He was in the world and the world came into existence through him, and the world did not recognize him. He came to his own land and his own people did not accept him. As many, however, as did accept him, to these he gave the right to become children of God — namely the ones believing in his Gospel revelation, his religion. These were born not from blood, nor from the desire of the flesh nor from the desire of a male, but from God. And the word became a human being and tabernacled among us, and we beheld his glory, the glory as of a uniquely begotten Son from a Father, full of grace and truth.
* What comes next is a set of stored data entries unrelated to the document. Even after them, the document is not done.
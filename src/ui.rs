//! UiFrame: a thin wrapper around `ratatui::Frame` that clamps drawing to the
//! visible area.
//!
//! Windows can be dragged partly off the desktop, so their origin is signed.
//! Each window is drawn into an offscreen buffer of its own size and then
//! composited with [`UiFrame::blit_from_signed`], which drops the cells that
//! fall outside the frame.
use crate::window::FloatRect;
use ratatui::Frame;
use ratatui::buffer::Buffer;
use ratatui::layout::Rect;
use ratatui::style::Style;
use ratatui::widgets::Widget;

/// Wrapper around `ratatui::Frame` that clips every draw call to its area.
pub struct UiFrame<'a> {
    area: Rect,
    buffer: &'a mut Buffer,
}

impl<'a> UiFrame<'a> {
    pub fn new(frame: &'a mut Frame<'_>) -> Self {
        let area = frame.area();
        let buffer = frame.buffer_mut();
        Self { area, buffer }
    }

    /// Construct a `UiFrame` directly from an area and buffer, for offscreen
    /// rendering and tests.
    pub fn from_parts(area: Rect, buffer: &'a mut Buffer) -> Self {
        Self { area, buffer }
    }

    pub fn area(&self) -> Rect {
        self.area
    }

    pub fn buffer_mut(&mut self) -> &mut Buffer {
        self.buffer
    }

    fn clip_rect(&self, rect: Rect) -> Option<Rect> {
        let clipped = rect.intersection(self.area);
        if clipped.width == 0 || clipped.height == 0 {
            None
        } else {
            Some(clipped)
        }
    }

    pub fn render_widget<W>(&mut self, widget: W, area: Rect)
    where
        W: Widget,
    {
        if let Some(clipped) = self.clip_rect(area) {
            widget.render(clipped, self.buffer);
        }
    }

    /// Paints every cell of `area` blank with `style`.
    pub fn fill(&mut self, area: Rect, style: Style) {
        if let Some(clipped) = self.clip_rect(area) {
            fill(self.buffer, clipped, style);
        }
    }

    pub fn blit_from_signed(&mut self, src: &Buffer, dest: FloatRect) {
        let frame_x0 = self.area.x as i32;
        let frame_y0 = self.area.y as i32;
        let frame_x1 = frame_x0 + self.area.width as i32;
        let frame_y1 = frame_y0 + self.area.height as i32;
        for sy in 0..dest.height as i32 {
            let dy = dest.y + sy;
            if dy < frame_y0 || dy >= frame_y1 {
                continue;
            }
            for sx in 0..dest.width as i32 {
                let dx = dest.x + sx;
                if dx < frame_x0 || dx >= frame_x1 {
                    continue;
                }
                if let (Some(src_cell), Some(dst_cell)) = (
                    src.cell((sx as u16, sy as u16)),
                    self.buffer.cell_mut((dx as u16, dy as u16)),
                ) {
                    *dst_cell = src_cell.clone();
                }
            }
        }
    }
}

pub(crate) fn fill(buffer: &mut Buffer, area: Rect, style: Style) {
    let area = area.intersection(buffer.area);
    for y in area.y..area.y.saturating_add(area.height) {
        for x in area.x..area.x.saturating_add(area.width) {
            if let Some(cell) = buffer.cell_mut((x, y)) {
                cell.set_symbol(" ");
                cell.set_style(style);
            }
        }
    }
}

pub(crate) fn safe_set_string(
    buffer: &mut Buffer,
    bounds: Rect,
    x: u16,
    y: u16,
    text: &str,
    style: Style,
) {
    let bounds = bounds.intersection(buffer.area);
    if bounds.width == 0 || bounds.height == 0 {
        return;
    }
    let max_x = bounds.x.saturating_add(bounds.width);
    let max_y = bounds.y.saturating_add(bounds.height);
    if x < bounds.x || x >= max_x || y < bounds.y || y >= max_y {
        return;
    }
    let available = max_x.saturating_sub(x);
    let text = truncate_to_width(text, available as usize);
    buffer.set_string(x, y, text, style);
}

pub(crate) fn truncate_to_width(value: &str, width: usize) -> String {
    if value.chars().count() <= width {
        return value.to_string();
    }
    value.chars().take(width).collect()
}

/// Greedy word wrap by character count. Words longer than `width` are split.
pub(crate) fn wrap_text(value: &str, width: usize) -> Vec<String> {
    if width == 0 {
        return Vec::new();
    }
    let mut lines = Vec::new();
    for paragraph in value.split('\n') {
        let mut line = String::new();
        let mut line_len = 0usize;
        for word in paragraph.split_whitespace() {
            let mut word: Vec<char> = word.chars().collect();
            while word.len() > width {
                if line_len > 0 {
                    lines.push(std::mem::take(&mut line));
                    line_len = 0;
                }
                lines.push(word.drain(..width).collect());
            }
            if word.is_empty() {
                continue;
            }
            let needed = if line_len == 0 { word.len() } else { word.len() + 1 };
            if line_len + needed > width {
                lines.push(std::mem::take(&mut line));
                line_len = 0;
            }
            if line_len > 0 {
                line.push(' ');
                line_len += 1;
            }
            line.extend(word.iter());
            line_len += word.len();
        }
        lines.push(line);
    }
    lines
}

#[cfg(test)]
mod tests {
    use super::*;
    use ratatui::buffer::Buffer;
    use ratatui::layout::Rect;
    use ratatui::style::Style;

    fn filled(area: Rect, symbol: &str) -> Buffer {
        let mut buffer = Buffer::empty(area);
        for y in area.y..area.y + area.height {
            for x in area.x..area.x + area.width {
                if let Some(cell) = buffer.cell_mut((x, y)) {
                    cell.set_symbol(symbol);
                }
            }
        }
        buffer
    }

    #[test]
    fn blit_from_signed_clips_negative_offsets() {
        let frame_area = Rect::new(0, 0, 4, 2);
        let mut dest = Buffer::empty(frame_area);
        let mut frame = UiFrame::from_parts(frame_area, &mut dest);
        let src = filled(Rect::new(0, 0, 3, 2), "#");
        frame.blit_from_signed(
            &src,
            FloatRect {
                x: -1,
                y: 0,
                width: 3,
                height: 2,
            },
        );
        let buffer = frame.buffer;
        assert_eq!(buffer.cell((0, 0)).unwrap().symbol(), "#");
        assert_eq!(buffer.cell((1, 0)).unwrap().symbol(), "#");
        assert_eq!(buffer.cell((2, 0)).unwrap().symbol(), " ");
    }

    #[test]
    fn blit_from_signed_respects_frame_origin() {
        let frame_area = Rect::new(0, 1, 4, 2);
        let mut dest = Buffer::empty(Rect::new(0, 0, 4, 3));
        let mut frame = UiFrame::from_parts(frame_area, &mut dest);
        let src = filled(Rect::new(0, 0, 2, 2), "#");
        frame.blit_from_signed(
            &src,
            FloatRect {
                x: 0,
                y: 0,
                width: 2,
                height: 2,
            },
        );
        assert_eq!(dest.cell((0, 0)).unwrap().symbol(), " ");
        assert_eq!(dest.cell((0, 1)).unwrap().symbol(), "#");
    }

    #[test]
    fn fill_is_clipped_to_frame_area() {
        let mut buffer = filled(Rect::new(0, 0, 3, 2), "x");
        let mut frame = UiFrame::from_parts(Rect::new(1, 0, 2, 2), &mut buffer);
        frame.fill(Rect::new(0, 0, 10, 10), Style::default());
        assert_eq!(buffer.cell((0, 0)).unwrap().symbol(), "x");
        assert_eq!(buffer.cell((1, 1)).unwrap().symbol(), " ");
    }

    #[test]
    fn truncate_to_width_short_and_long() {
        assert_eq!(truncate_to_width("abc", 5), "abc");
        assert_eq!(truncate_to_width("abcdef", 3), "abc");
    }

    #[test]
    fn safe_set_string_writes_within_bounds() {
        let bounds = Rect::new(0, 0, 10, 2);
        let mut buf = Buffer::empty(bounds);
        safe_set_string(&mut buf, bounds, 1, 0, "hello", Style::default());
        assert_eq!(buf.cell((1, 0)).unwrap().symbol(), "h");
        safe_set_string(&mut buf, bounds, 100, 0, "x", Style::default());
        safe_set_string(&mut buf, bounds, 8, 1, "long", Style::default());
        assert_eq!(buf.cell((9, 1)).unwrap().symbol(), "o");
    }

    #[test]
    fn wrap_text_breaks_on_words_and_splits_long_ones() {
        assert_eq!(wrap_text("hello there world", 11), vec!["hello there", "world"]);
        assert_eq!(wrap_text("abcdefgh", 3), vec!["abc", "def", "gh"]);
        assert_eq!(wrap_text("a\nb", 5), vec!["a", "b"]);
        assert!(wrap_text("anything", 0).is_empty());
    }
}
John witnessed concerning him and cried out with these words, “This was the one of whom I said, ‘The one coming after me has now moved ahead of me, because he always was my superior.’” Because from his fullness all of us have received grace followed by grace. Because the law was given by God through Moses, but grace and truth came through Jesus Christ. No one has seen God at any time. A uniquely begotten Son, one who is in the bosom of the Father — he has explained God. And this is the witness of John, when the Jews sent a commission of priests and Levites to him from Jerusalem to ask him, “Who are you?” And he confessed and did not deny, “I am not the Christ.” And they asked him, “Who are you? Are you Elijah?” And he said, “I am not.” “Are you the prophet?” And he answered, “No.” And they said to him, “Who are you? So that we can give an answer to those who sent us. What do you say about yourself?” He said, “I am the voice of one crying out in the wilderness, ‘Make straight the way of the Lord God,’ as Isaiah the prophet spoke.” And the ones sent were from the Pharisees. And they asked him a further question, “Why do you baptize if you are not the Messiah, or Elijah or the prophet who was to come?” John answered them, “I am baptizing in water. Among you there stands one whom you do not recognize — the one coming after me, the thongs of whose sandals I am not worthy to untie.” These things happened in Bethany beyond the Jordan where John was baptizing.
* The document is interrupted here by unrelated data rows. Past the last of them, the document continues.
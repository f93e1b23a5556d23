use crossterm::event::{Event, KeyCode, KeyEventKind, KeyModifiers, MouseButton, MouseEventKind};
use ratatui::layout::Rect;
use ratatui::style::{Modifier, Style};
use ratatui::widgets::{Block, BorderType, Borders, Clear};

use super::{Component, ComponentContext, TextInput};
use crate::theme;
use crate::ui::{UiFrame, safe_set_string};
use crate::window::rect_contains;

const SECRET_MAX_CHARS: usize = 128;

#[derive(Debug, Clone, PartialEq, Eq)]
pub enum PromptOutcome {
    Pending,
    Submitted(String),
    Cancelled,
}

/// Modal prompt asking for the owner secret. Input is masked; `Enter`
/// confirms, `Ctrl+C` or a click outside the box cancels.
#[derive(Debug, Clone)]
pub struct SecretPrompt {
    title: String,
    body: String,
    input: TextInput,
    width: u16,
    height: u16,
}

impl SecretPrompt {
    pub fn new(title: impl Into<String>, body: impl Into<String>) -> Self {
        Self {
            title: title.into(),
            body: body.into(),
            input: TextInput::new(SECRET_MAX_CHARS)
                .masked()
                .with_placeholder("owner secret"),
            width: 44,
            height: 7,
        }
    }

    pub fn title(&self) -> &str {
        &self.title
    }

    /// Centers the prompt, shrinking it to fit small areas.
    pub fn rect_for(&self, area: Rect) -> Rect {
        let width = area.width.min(self.width).max(1);
        let height = area.height.min(self.height).max(1);
        let x = area.x.saturating_add(area.width.saturating_sub(width) / 2);
        let y = area
            .y
            .saturating_add(area.height.saturating_sub(height) / 2);
        Rect {
            x,
            y,
            width,
            height,
        }
    }

    pub fn handle(&mut self, event: &Event, area: Rect, ctx: &ComponentContext) -> PromptOutcome {
        match event {
            Event::Key(key) if key.kind != KeyEventKind::Release => {
                if key.code == KeyCode::Char('c') && key.modifiers.contains(KeyModifiers::CONTROL) {
                    return PromptOutcome::Cancelled;
                }
                if key.code == KeyCode::Enter {
                    if self.input.is_empty() {
                        return PromptOutcome::Pending;
                    }
                    return PromptOutcome::Submitted(self.input.value().to_string());
                }
                self.input.handle_event(event, ctx);
                PromptOutcome::Pending
            }
            Event::Mouse(mouse) if mouse.kind == MouseEventKind::Down(MouseButton::Left) => {
                if rect_contains(self.rect_for(area), mouse.column, mouse.row) {
                    PromptOutcome::Pending
                } else {
                    PromptOutcome::Cancelled
                }
            }
            _ => PromptOutcome::Pending,
        }
    }
}

impl Component for SecretPrompt {
    fn render(&mut self, frame: &mut UiFrame<'_>, area: Rect, ctx: &ComponentContext) {
        if area.width == 0 || area.height == 0 {
            return;
        }
        let rect = self.rect_for(area);
        let style = Style::default().bg(theme::window_bg()).fg(theme::window_fg());
        frame.render_widget(Clear, rect);
        frame.fill(rect, style);
        let block = Block::default()
            .title(format!(" {} ", self.title))
            .borders(Borders::ALL)
            .border_type(BorderType::Rounded)
            .border_style(style.fg(theme::accent()))
            .title_style(style.add_modifier(Modifier::BOLD));
        let inner = block.inner(rect);
        frame.render_widget(block, rect);
        if inner.height == 0 {
            return;
        }
        let buffer = frame.buffer_mut();
        safe_set_string(buffer, inner, inner.x + 1, inner.y, &self.body, style);
        if inner.height >= 3 {
            let hint = "Enter confirm · Ctrl+C cancel";
            safe_set_string(
                buffer,
                inner,
                inner.x + 1,
                inner.y + inner.height - 1,
                hint,
                style.fg(theme::window_muted_fg()),
            );
        }
        let field_y = if inner.height >= 3 {
            inner.y + 2
        } else {
            inner.y + inner.height - 1
        };
        let field = Rect::new(inner.x + 1, field_y, inner.width.saturating_sub(2), 1);
        self.input.render(frame, field, &ctx.with_focus(true));
    }
}

#[cfg(test)]
mod tests {
    use super::*;
    use crossterm::event::{KeyEvent, MouseEvent};
    use ratatui::buffer::Buffer;

    fn press(code: KeyCode, modifiers: KeyModifiers) -> Event {
        Event::Key(KeyEvent::new(code, modifiers))
    }

    #[test]
    fn enter_submits_typed_secret() {
        let area = Rect::new(0, 0, 60, 20);
        let ctx = ComponentContext::default();
        let mut prompt = SecretPrompt::new("Delete", "Owner secret:");
        assert_eq!(
            prompt.handle(&press(KeyCode::Enter, KeyModifiers::NONE), area, &ctx),
            PromptOutcome::Pending
        );
        for ch in "k3y".chars() {
            prompt.handle(&press(KeyCode::Char(ch), KeyModifiers::NONE), area, &ctx);
        }
        assert_eq!(
            prompt.handle(&press(KeyCode::Enter, KeyModifiers::NONE), area, &ctx),
            PromptOutcome::Submitted("k3y".into())
        );
    }

    #[test]
    fn ctrl_c_and_outside_click_cancel() {
        let area = Rect::new(0, 0, 60, 20);
        let ctx = ComponentContext::default();
        let mut prompt = SecretPrompt::new("Delete", "Owner secret:");
        assert_eq!(
            prompt.handle(&press(KeyCode::Char('c'), KeyModifiers::CONTROL), area, &ctx),
            PromptOutcome::Cancelled
        );
        let outside = Event::Mouse(MouseEvent {
            kind: MouseEventKind::Down(MouseButton::Left),
            column: 0,
            row: 0,
            modifiers: KeyModifiers::NONE,
        });
        assert_eq!(prompt.handle(&outside, area, &ctx), PromptOutcome::Cancelled);
    }

    #[test]
    fn rect_for_centers_and_clamps() {
        let prompt = SecretPrompt::new("t", "b");
        assert_eq!(prompt.rect_for(Rect::new(0, 0, 64, 17)), Rect::new(10, 5, 44, 7));
        assert_eq!(prompt.rect_for(Rect::new(2, 2, 20, 4)), Rect::new(2, 2, 20, 4));
    }

    #[test]
    fn render_never_shows_the_secret() {
        let area = Rect::new(0, 0, 50, 9);
        let ctx = ComponentContext::default();
        let mut prompt = SecretPrompt::new("Owner", "Owner secret:");
        for ch in "zz".chars() {
            prompt.handle(&press(KeyCode::Char(ch), KeyModifiers::NONE), area, &ctx);
        }
        let mut buffer = Buffer::empty(area);
        let mut frame = UiFrame::from_parts(area, &mut buffer);
        prompt.render(&mut frame, area, &ctx);
        let rendered: String = buffer.content().iter().map(|cell| cell.symbol()).collect();
        assert!(!rendered.contains('z'));
        assert!(rendered.contains('•'));
    }
}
The next day he saw Jesus coming towards him and he said, “This is the lamb of God, the one who removes the sin of the world. This is the one of whom I said, ‘After me there comes a man who has now moved ahead of me, because he was always my superior.’ And I did not recognize him, but so that he might be recognized by Israel for that reason I came baptizing with water.” And John witnessed with these words: “I saw the spirit descending as a dove out of heaven and remaining on him, and I did not recognize him. But the one who sent me to baptize in water spoke to me and said, ‘The one on whom you see the spirit descending and remaining on him, he is the one who baptizes with holy spirit.’ And I saw this, and I have witnessed to the fact that this is the Son of the One God.”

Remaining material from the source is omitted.